PROBLEM TO SOLVE
Among the lines below, list those containing the string "SocketAddr".

SUPPLIED MATERIAL
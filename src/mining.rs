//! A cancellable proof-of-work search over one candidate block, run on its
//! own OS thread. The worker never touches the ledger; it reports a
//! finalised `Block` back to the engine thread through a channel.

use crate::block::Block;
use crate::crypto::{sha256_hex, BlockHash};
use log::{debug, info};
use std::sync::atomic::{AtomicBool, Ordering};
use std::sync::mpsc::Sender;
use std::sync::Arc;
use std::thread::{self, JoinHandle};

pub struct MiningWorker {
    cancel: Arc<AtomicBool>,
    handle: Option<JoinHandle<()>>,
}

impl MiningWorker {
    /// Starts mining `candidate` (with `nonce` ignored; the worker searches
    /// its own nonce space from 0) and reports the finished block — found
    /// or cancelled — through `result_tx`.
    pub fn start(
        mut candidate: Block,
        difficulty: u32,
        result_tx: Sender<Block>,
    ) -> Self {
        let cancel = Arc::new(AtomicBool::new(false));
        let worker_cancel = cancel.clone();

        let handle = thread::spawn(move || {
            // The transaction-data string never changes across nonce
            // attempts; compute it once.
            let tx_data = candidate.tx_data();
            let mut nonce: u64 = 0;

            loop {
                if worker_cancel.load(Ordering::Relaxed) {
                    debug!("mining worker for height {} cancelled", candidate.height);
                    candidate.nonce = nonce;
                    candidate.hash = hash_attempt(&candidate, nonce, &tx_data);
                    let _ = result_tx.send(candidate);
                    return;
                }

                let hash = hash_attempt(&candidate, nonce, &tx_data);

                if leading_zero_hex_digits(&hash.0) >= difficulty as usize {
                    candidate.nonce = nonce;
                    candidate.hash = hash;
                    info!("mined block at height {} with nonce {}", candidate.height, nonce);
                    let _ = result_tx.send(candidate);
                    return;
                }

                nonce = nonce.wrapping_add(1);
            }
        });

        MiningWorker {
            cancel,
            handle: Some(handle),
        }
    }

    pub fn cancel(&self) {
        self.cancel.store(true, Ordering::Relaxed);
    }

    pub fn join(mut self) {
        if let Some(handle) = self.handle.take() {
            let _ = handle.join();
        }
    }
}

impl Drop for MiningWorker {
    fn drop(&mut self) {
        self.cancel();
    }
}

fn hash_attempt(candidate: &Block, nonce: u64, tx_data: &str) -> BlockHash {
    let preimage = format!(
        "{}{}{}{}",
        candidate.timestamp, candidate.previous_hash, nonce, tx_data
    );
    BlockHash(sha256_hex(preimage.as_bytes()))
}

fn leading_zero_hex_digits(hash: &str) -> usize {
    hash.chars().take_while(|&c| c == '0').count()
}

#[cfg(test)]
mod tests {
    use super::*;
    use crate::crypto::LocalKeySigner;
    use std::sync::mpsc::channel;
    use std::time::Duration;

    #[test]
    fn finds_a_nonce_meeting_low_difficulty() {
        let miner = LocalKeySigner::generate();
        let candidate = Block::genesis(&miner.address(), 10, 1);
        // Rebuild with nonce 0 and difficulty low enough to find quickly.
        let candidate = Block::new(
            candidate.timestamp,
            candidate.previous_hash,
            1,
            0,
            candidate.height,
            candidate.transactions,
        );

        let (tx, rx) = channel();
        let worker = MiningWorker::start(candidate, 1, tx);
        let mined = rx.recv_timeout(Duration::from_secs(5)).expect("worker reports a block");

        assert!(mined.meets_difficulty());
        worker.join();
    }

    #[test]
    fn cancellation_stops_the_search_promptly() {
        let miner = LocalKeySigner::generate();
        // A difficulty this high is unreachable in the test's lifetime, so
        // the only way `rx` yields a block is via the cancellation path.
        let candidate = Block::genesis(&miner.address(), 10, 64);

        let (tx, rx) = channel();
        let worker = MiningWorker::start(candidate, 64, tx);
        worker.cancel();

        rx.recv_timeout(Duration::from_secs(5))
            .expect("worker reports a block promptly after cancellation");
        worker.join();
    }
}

* * *

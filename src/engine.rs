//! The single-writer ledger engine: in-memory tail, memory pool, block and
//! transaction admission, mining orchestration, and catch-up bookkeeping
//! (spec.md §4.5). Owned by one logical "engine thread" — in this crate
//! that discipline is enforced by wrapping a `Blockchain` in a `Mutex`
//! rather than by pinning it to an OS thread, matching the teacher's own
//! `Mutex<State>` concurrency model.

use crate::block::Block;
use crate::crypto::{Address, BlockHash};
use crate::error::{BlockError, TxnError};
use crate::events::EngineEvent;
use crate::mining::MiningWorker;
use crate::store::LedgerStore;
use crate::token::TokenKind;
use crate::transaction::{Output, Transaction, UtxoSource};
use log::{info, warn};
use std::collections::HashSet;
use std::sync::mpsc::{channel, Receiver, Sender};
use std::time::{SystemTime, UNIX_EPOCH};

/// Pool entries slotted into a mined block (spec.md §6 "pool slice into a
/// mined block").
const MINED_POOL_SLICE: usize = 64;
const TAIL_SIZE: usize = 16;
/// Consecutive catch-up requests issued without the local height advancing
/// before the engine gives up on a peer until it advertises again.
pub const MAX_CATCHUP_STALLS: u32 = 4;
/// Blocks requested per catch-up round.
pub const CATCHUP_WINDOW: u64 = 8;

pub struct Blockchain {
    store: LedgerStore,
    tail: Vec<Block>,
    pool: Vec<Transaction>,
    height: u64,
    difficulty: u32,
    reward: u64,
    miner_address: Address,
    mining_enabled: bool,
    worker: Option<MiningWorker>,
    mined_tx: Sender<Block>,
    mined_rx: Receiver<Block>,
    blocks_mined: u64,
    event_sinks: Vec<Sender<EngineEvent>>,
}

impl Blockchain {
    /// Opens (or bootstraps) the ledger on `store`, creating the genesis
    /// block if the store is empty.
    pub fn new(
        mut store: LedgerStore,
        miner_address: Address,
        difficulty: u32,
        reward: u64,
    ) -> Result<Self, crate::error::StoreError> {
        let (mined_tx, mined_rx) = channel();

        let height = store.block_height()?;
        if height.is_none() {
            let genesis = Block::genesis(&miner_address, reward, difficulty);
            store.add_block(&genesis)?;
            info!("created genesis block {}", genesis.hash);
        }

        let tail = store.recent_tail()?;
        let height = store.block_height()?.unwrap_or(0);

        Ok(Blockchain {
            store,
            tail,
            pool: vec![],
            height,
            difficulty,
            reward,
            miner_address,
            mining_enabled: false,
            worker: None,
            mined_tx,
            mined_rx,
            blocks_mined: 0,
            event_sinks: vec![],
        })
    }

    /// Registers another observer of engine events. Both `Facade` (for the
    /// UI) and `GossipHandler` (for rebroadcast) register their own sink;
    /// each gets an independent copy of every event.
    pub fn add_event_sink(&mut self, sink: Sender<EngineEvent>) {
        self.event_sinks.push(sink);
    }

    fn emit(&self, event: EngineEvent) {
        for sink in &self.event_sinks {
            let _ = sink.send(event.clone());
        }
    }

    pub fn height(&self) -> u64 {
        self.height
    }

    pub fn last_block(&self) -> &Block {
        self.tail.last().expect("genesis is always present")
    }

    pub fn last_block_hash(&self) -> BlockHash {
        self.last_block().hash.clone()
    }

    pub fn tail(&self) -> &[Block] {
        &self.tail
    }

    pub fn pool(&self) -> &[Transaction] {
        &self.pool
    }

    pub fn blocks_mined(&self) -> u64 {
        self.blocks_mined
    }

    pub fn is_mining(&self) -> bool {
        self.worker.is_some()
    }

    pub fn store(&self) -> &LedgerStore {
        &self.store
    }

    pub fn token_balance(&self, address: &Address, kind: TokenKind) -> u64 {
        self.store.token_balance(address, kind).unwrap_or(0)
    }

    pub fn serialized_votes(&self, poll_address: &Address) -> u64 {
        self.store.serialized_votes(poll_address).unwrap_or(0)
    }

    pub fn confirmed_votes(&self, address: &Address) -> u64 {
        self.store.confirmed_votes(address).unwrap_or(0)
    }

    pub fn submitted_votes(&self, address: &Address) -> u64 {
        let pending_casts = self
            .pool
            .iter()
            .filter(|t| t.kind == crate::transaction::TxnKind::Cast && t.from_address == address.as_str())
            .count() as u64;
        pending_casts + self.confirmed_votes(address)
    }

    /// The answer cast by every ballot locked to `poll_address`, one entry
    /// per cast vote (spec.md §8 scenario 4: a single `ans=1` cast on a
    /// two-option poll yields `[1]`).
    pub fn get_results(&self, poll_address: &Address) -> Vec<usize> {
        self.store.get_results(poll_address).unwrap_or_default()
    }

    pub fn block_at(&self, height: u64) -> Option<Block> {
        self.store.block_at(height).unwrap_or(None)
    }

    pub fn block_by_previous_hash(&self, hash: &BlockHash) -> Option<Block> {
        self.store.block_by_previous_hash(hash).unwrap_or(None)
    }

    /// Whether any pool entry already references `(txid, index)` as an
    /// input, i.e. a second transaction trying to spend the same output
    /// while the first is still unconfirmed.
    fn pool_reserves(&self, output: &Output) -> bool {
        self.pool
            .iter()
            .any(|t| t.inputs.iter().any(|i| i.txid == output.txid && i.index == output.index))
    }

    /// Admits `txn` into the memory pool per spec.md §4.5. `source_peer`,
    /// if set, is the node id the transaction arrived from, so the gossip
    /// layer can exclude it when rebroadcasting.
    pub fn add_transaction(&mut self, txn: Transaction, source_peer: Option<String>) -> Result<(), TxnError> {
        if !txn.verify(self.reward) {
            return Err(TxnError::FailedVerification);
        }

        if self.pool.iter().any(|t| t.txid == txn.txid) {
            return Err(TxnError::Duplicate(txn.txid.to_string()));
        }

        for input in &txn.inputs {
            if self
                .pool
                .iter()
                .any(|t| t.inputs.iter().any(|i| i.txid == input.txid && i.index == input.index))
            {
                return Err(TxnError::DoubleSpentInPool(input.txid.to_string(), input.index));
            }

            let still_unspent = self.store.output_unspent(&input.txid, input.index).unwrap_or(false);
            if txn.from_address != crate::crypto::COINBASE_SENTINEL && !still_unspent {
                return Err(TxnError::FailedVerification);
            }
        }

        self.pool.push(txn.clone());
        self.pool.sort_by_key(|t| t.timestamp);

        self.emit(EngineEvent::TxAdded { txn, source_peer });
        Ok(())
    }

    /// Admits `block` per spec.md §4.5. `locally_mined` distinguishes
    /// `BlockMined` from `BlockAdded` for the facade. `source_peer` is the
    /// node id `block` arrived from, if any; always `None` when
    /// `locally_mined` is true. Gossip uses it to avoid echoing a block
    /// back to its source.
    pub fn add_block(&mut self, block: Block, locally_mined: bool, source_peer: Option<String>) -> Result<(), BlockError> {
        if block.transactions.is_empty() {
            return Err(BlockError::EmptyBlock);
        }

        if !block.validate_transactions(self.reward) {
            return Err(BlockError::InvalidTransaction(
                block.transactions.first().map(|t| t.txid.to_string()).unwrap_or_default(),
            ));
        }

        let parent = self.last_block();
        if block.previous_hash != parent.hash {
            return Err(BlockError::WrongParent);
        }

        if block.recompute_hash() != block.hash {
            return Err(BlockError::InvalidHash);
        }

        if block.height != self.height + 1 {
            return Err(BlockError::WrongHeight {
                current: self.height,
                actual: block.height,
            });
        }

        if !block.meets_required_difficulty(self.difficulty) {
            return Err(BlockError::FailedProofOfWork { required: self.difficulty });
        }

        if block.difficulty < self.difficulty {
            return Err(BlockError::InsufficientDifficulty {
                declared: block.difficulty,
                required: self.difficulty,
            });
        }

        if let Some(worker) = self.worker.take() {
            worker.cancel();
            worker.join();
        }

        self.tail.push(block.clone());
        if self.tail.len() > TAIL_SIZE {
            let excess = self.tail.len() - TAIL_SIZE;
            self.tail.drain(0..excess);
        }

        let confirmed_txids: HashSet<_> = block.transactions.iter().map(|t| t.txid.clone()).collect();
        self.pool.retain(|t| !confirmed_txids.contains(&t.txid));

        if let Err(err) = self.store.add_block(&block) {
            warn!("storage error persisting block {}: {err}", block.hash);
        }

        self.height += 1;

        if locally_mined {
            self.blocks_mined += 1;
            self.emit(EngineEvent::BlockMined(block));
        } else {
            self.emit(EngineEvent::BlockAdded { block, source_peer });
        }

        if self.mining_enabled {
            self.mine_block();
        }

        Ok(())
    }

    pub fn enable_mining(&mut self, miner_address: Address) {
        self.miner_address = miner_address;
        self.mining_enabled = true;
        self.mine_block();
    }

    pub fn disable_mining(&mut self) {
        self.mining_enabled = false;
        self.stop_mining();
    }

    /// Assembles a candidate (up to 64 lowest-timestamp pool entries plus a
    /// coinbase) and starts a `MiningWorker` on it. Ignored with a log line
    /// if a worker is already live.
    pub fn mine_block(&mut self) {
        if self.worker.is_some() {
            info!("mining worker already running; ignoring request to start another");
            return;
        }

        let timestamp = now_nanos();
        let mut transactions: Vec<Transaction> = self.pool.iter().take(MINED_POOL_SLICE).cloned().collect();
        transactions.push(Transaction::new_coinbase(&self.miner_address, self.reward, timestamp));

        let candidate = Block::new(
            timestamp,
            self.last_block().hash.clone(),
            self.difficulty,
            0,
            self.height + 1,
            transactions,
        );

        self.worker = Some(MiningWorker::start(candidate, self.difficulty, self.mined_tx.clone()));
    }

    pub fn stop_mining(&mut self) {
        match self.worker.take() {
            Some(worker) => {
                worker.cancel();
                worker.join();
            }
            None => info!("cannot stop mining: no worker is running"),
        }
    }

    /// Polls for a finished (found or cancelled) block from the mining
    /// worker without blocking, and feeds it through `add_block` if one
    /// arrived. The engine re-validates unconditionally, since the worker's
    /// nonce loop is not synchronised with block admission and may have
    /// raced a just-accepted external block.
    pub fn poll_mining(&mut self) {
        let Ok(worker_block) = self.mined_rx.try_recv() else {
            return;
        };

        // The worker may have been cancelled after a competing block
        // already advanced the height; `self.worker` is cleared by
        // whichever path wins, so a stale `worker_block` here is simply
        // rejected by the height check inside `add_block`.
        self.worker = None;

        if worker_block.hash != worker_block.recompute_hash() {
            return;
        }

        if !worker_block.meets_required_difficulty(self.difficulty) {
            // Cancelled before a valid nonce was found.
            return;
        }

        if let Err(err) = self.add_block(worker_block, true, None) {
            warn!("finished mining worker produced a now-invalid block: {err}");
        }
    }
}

---

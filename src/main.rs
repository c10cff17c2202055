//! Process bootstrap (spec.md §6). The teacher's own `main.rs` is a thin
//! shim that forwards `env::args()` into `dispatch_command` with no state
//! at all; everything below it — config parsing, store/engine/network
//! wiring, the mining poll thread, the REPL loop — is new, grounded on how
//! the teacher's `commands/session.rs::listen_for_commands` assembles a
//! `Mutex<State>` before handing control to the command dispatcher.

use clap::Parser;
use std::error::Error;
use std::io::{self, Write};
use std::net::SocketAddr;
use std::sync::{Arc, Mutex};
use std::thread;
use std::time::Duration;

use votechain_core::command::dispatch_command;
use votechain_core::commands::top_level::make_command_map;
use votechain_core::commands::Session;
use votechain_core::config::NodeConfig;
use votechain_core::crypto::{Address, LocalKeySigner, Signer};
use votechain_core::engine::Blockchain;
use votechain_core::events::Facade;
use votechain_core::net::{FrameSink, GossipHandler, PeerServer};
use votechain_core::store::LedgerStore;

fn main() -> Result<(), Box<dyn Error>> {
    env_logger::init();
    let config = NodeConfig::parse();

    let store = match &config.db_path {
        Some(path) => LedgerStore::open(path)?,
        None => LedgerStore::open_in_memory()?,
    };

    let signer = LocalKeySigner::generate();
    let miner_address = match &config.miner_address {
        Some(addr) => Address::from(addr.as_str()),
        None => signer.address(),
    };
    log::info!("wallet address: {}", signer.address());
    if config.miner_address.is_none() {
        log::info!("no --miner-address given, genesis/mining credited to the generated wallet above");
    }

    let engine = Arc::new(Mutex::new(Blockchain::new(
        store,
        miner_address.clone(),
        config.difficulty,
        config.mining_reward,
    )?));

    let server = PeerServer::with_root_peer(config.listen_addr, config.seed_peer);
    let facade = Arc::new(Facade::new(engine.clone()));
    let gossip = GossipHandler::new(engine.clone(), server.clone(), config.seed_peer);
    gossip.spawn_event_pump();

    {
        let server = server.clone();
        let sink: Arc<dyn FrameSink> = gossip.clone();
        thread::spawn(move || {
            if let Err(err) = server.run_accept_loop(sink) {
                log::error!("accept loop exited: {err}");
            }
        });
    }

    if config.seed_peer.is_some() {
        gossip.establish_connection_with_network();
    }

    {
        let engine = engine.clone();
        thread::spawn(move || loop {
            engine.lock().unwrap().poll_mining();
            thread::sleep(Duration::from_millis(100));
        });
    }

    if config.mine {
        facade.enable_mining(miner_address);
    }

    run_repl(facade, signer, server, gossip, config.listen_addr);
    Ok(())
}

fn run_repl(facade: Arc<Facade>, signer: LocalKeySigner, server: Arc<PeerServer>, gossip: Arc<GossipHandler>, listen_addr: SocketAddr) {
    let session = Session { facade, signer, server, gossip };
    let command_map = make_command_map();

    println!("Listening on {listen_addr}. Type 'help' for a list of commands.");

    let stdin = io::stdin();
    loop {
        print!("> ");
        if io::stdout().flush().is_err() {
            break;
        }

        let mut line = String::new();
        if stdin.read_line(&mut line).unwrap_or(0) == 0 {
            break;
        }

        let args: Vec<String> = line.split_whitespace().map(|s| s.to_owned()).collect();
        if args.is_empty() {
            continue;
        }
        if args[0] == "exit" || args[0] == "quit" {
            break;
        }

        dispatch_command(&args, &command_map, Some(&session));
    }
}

TASK RESPONSE
use std::net::SocketAddr;
fn run_repl(facade: Arc<Facade>, signer: LocalKeySigner, server: Arc<PeerServer>, gossip: Arc<GossipHandler>, listen_addr: SocketAddr) {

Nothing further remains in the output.